Appellant sets up two grounds in his motion for new trial; first, that the court erred in his charge on insanity. The charge is as follows:
"Among other defenses made in this case is that of insanity or idiocy. You are charged that only a person with a sound memory and discretion can be punishable for a crime, and that no act done in a state of insanity or idiocy can be held punishable as an offense. Every man is presumed to be sane until the contrary appears to the jury trying him.
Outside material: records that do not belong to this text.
use config::{Config, ConfigBuilder, Environment, File};
use config::builder::DefaultState;
use serde::Deserialize;

#[derive(Debug, Deserialize, Clone)]
pub struct AppConfig {
    pub server: ServerSettings,
    pub fleet: FleetSettings,
    pub snapshot: SnapshotSettings,
    pub report: ReportSettings,
}

#[derive(Debug, Deserialize, Clone)]
pub struct ServerSettings {
    pub bind: String,
}

#[derive(Debug, Deserialize, Clone)]
pub struct FleetSettings {
    /// Zero-based month shown at startup
    pub initial_month: u32,
    pub initial_year: i32,
    pub activity_capacity: usize,
}

#[derive(Debug, Deserialize, Clone)]
pub struct SnapshotSettings {
    pub scale: u32,
}

#[derive(Debug, Deserialize, Clone)]
pub struct ReportSettings {
    pub endpoint: String,
    pub model: String,
    pub api_key: Option<String>,
    pub timeout_secs: u64,
}

fn with_defaults() -> anyhow::Result<ConfigBuilder<DefaultState>> {
    Ok(Config::builder()
        .set_default("server.bind", "0.0.0.0:8080")?
        .set_default("fleet.initial_month", 0_i64)?
        .set_default("fleet.initial_year", 2025_i64)?
        .set_default("fleet.activity_capacity", 200_i64)?
        .set_default("snapshot.scale", 2_i64)?
        .set_default("report.endpoint", "https://generativelanguage.googleapis.com")?
        .set_default("report.model", "gemini-3-flash-preview")?
        .set_default("report.timeout_secs", 30_i64)?)
}

/// Defaults, then `config/dashboard.*` if present, then `FLEET__SECTION__KEY` variables.
/// `API_KEY` is accepted as a fallback for the report key.
pub fn load_app_config() -> anyhow::Result<AppConfig> {
    let settings = with_defaults()?
        .add_source(File::with_name("config/dashboard").required(false))
        .add_source(
            Environment::with_prefix("FLEET")
                .separator("__")
                .try_parsing(true),
        )
        .build()?;

    let mut app_config: AppConfig = settings.try_deserialize()?;
    if app_config.report.api_key.is_none() {
        app_config.report.api_key = std::env::var("API_KEY").ok().filter(|k| !k.is_empty());
    }

    Ok(app_config)
}

#[cfg(test)]
mod tests {
    use super::*;
    use config::FileFormat;

    fn parse_app_config(toml: &str) -> anyhow::Result<AppConfig> {
        let settings = with_defaults()?
            .add_source(File::from_str(toml, FileFormat::Toml))
            .build()?;

        Ok(settings.try_deserialize()?)
    }

    #[test]
    fn test_defaults() {
        let config = parse_app_config("").unwrap();

        assert_eq!(config.server.bind, "0.0.0.0:8080");
        assert_eq!(config.fleet.initial_month, 0);
        assert_eq!(config.fleet.initial_year, 2025);
        assert_eq!(config.fleet.activity_capacity, 200);
        assert_eq!(config.snapshot.scale, 2);
        assert_eq!(config.report.model, "gemini-3-flash-preview");
        assert_eq!(config.report.timeout_secs, 30);
        assert!(config.report.api_key.is_none());
    }

    #[test]
    fn test_file_overrides_defaults() {
        let config = parse_app_config(
            r#"
            [server]
            bind = "127.0.0.1:9000"

            [fleet]
            initial_month = 5
            initial_year = 2024

            [report]
            api_key = "secret"
            timeout_secs = 5
            "#,
        )
        .unwrap();

        assert_eq!(config.server.bind, "127.0.0.1:9000");
        assert_eq!(config.fleet.initial_month, 5);
        assert_eq!(config.fleet.initial_year, 2024);
        assert_eq!(config.fleet.activity_capacity, 200);
        assert_eq!(config.report.api_key.as_deref(), Some("secret"));
        assert_eq!(config.report.timeout_secs, 5);
    }
}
He is presumed to entertain, until this appears, a sufficient degree of reason to be responsible for his acts; and to establish a defense on the ground of insanity or idiocy, it must be clearly proved that at the time of committing the act the party accused was laboring under such defect of reason, from disease of mind, as not to know the nature or quality of the act he was doing; or if he did know that, he did not know he was doing wrong — that is, that he did not know the difference between the right and wrong as to the particular act charged against him. The insanity or idiocy must have existed at the very time of the commission of the offense, and the mind must have been so dethroned of reason as to deprive the person accused of a knowledge of the right and wrong as to the particular act done. You are to determine from the evidence in this case the matter of insanity or idiocy. it being a question of fact, controlled so far as the law is concerned by the instructions herein given you. In case you find from the evidence that the defendant was insane or an idiot at the time of the commission of the act, and you acquit him, under the instructions heretofore given you, you will state in your verdict that you have acquitted defendant on the grounds of insanity, or idiocy, and the burden of proof to establish his plea of insanity or idiocy devolves upon defendant." The charge of the court is correct.
The other insistence of appellant is that the evidence is not sufficient to support the verdict of the jury. We have carefully read the record, and in our opinion the evidence amply supports the conviction. The judgment is affirmed.